ConNonlinOptImp
Contents
Introduction
This Section is based on the Section in which we demonstrate how to implement an unconstrained optimisation (which is where the UNC in fminUNC) came from. This was called unconstrained, because we allowed the optimisation to find any parameter value as the optimal value. The optimal parameter value could be any real number on the real line.
This is appropriate on many occasions (and is equivalent to what happens when we estimate a linear regression model by OLS) but may be inappropriate in some:
- Some parameters only make sense if they are constraint to a subset of the real line.

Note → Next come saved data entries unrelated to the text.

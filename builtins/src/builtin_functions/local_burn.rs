// DCT Local Burn
// Holder-initiated burn of a fungible balance, gated by the local burn role.

use std::sync::Arc;

use log::trace;
use num_bigint::BigUint;

use super::common::{
    add_dct_entry_in_vm_output, check_allowed_to_burn, check_input_arguments_for_local_action,
    check_value_length, sub_from_dct_balance,
};
use super::{BuiltInFunctionName, BuiltinFunction};
use crate::account::UserAccountHandler;
use crate::check;
use crate::config::roles;
use crate::dct::Marshalizer;
use crate::error::{BuiltInError, BuiltInResult};
use crate::gas::{GasCost, GasCostCell};
use crate::interfaces::{DctRoleHandler, EnableEpochsHandler, GlobalSettingsHandler};
use crate::vm::{ContractCallInput, VmOutput};

/// `DCTLocalBurn@tokenID@amount`
pub struct DctLocalBurn {
    marshaller: Arc<dyn Marshalizer>,
    global_settings_handler: Arc<dyn GlobalSettingsHandler>,
    roles_handler: Arc<dyn DctRoleHandler>,
    enable_epochs_handler: Arc<dyn EnableEpochsHandler>,
    gas: GasCostCell,
}

impl DctLocalBurn {
    pub fn new(
        func_gas_cost: u64,
        marshaller: Option<Arc<dyn Marshalizer>>,
        global_settings_handler: Option<Arc<dyn GlobalSettingsHandler>>,
        roles_handler: Option<Arc<dyn DctRoleHandler>>,
        enable_epochs_handler: Option<Arc<dyn EnableEpochsHandler>>,
    ) -> BuiltInResult<Self> {
        Ok(Self {
            marshaller: check::required(marshaller, BuiltInError::NilMarshalizer)?,
            global_settings_handler: check::required(
                global_settings_handler,
                BuiltInError::NilGlobalSettingsHandler,
            )?,
            roles_handler: check::required(roles_handler, BuiltInError::NilRolesHandler)?,
            enable_epochs_handler: check::required(
                enable_epochs_handler,
                BuiltInError::NilEnableEpochsHandler,
            )?,
            gas: GasCostCell::with_func_cost(func_gas_cost),
        })
    }

    pub fn func_gas_cost(&self) -> u64 {
        self.gas.func_gas_cost()
    }
}

impl BuiltinFunction for DctLocalBurn {
    fn process_builtin_function(
        &self,
        acnt_snd: Option<&mut dyn UserAccountHandler>,
        _acnt_dst: Option<&mut dyn UserAccountHandler>,
        vm_input: &ContractCallInput,
    ) -> BuiltInResult<VmOutput> {
        let func_gas_cost = self.gas.func_gas_cost();

        // Step 1: Input validation
        check_input_arguments_for_local_action(acnt_snd.as_deref(), vm_input, func_gas_cost)?;
        let Some(acnt_snd) = acnt_snd else {
            return Err(BuiltInError::NilUserAccount);
        };
        let token_id = &vm_input.arguments[0];

        // Step 2: Authorization
        check_allowed_to_burn(
            self.global_settings_handler.as_ref(),
            self.roles_handler.as_ref(),
            &*acnt_snd,
            token_id,
            roles::LOCAL_BURN,
        )?;

        // Step 3: Value length guard
        check_value_length(
            self.enable_epochs_handler.as_ref(),
            &vm_input.arguments[1],
            "dct local burn",
        )?;

        // Step 4: Debit the balance
        let value = BigUint::from_bytes_be(&vm_input.arguments[1]);
        sub_from_dct_balance(
            acnt_snd,
            token_id,
            &value,
            self.marshaller.as_ref(),
            self.global_settings_handler.as_ref(),
            vm_input.return_call_after_error,
        )
        .map_err(|err| {
            trace!("local burn of {} rejected: {}", String::from_utf8_lossy(token_id), err);
            err
        })?;

        // Step 5: Output
        let mut vm_output = VmOutput::ok(vm_input.gas_provided - func_gas_cost);
        add_dct_entry_in_vm_output(
            &mut vm_output,
            BuiltInFunctionName::DctLocalBurn.as_bytes(),
            token_id,
            0,
            &value,
            &[],
        );

        Ok(vm_output)
    }

    fn set_new_gas_config(&self, gas_cost: &GasCost) {
        self.gas
            .replace(gas_cost.built_in_cost.dct_local_burn, gas_cost.base_operation_cost);
    }
}
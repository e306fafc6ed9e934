use super::common::{check_call_value, consume_gas};
use super::{BuiltInFunctionName, BuiltinFunction};
use crate::account::UserAccountHandler;
use crate::config::ADDRESS_LEN;
use crate::error::{BuiltInError, BuiltInResult};
use crate::gas::{GasCost, GasCostCell};
use crate::vm::{ContractCallInput, LogEntry, VmOutput};

/// `ChangeOwnerAddress@newOwner`, only the current owner may call it
pub struct ChangeOwnerAddress {
    gas: GasCostCell,
}

impl ChangeOwnerAddress {
    pub fn new(func_gas_cost: u64) -> Self {
        Self {
            gas: GasCostCell::with_func_cost(func_gas_cost),
        }
    }
}

impl BuiltinFunction for ChangeOwnerAddress {
    fn process_builtin_function(
        &self,
        _acnt_snd: Option<&mut dyn UserAccountHandler>,
        acnt_dst: Option<&mut dyn UserAccountHandler>,
        vm_input: &ContractCallInput,
    ) -> BuiltInResult<VmOutput> {
        check_call_value(vm_input)?;
        if vm_input.arguments.len() != 1 {
            return Err(BuiltInError::InvalidArguments);
        }
        let new_owner = &vm_input.arguments[0];
        if new_owner.len() != ADDRESS_LEN {
            return Err(BuiltInError::InvalidAddressLength);
        }
        let gas_remaining = consume_gas(vm_input.gas_provided, self.gas.func_gas_cost())?;

        // the contract lives on another shard
        let Some(acnt_dst) = acnt_dst else {
            return Ok(VmOutput::ok(gas_remaining));
        };
        if acnt_dst.owner_address() != vm_input.caller_addr {
            return Err(BuiltInError::OperationNotPermitted);
        }
        acnt_dst.set_owner_address(new_owner.clone());

        let mut vm_output = VmOutput::ok(gas_remaining);
        vm_output.logs.push(LogEntry {
            identifier: BuiltInFunctionName::ChangeOwnerAddress.as_bytes().to_vec(),
            address: vm_input.recipient_addr.clone(),
            topics: vec![new_owner.clone()],
            data: Vec::new(),
        });
        Ok(vm_output)
    }

    fn set_new_gas_config(&self, gas_cost: &GasCost) {
        self.gas.replace(
            gas_cost.built_in_cost.change_owner_address,
            gas_cost.base_operation_cost,
        );
    }
}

An example are variances or standard deviations which have to be positive.
- You want to estimate a restricted model where the restriction cannot be implemented by a rearrangement of the explanatory variables (e.g. the dropping of a variable from the model).
- You want to estimate a model where some model parameters are related to each other and you need to impose this relationship.
There are basically two ways in which you can implement restrictions. The first is by imposing the restrictions inside the function which is to be optimised (minimised), the second is to use a constrained optimisation routine.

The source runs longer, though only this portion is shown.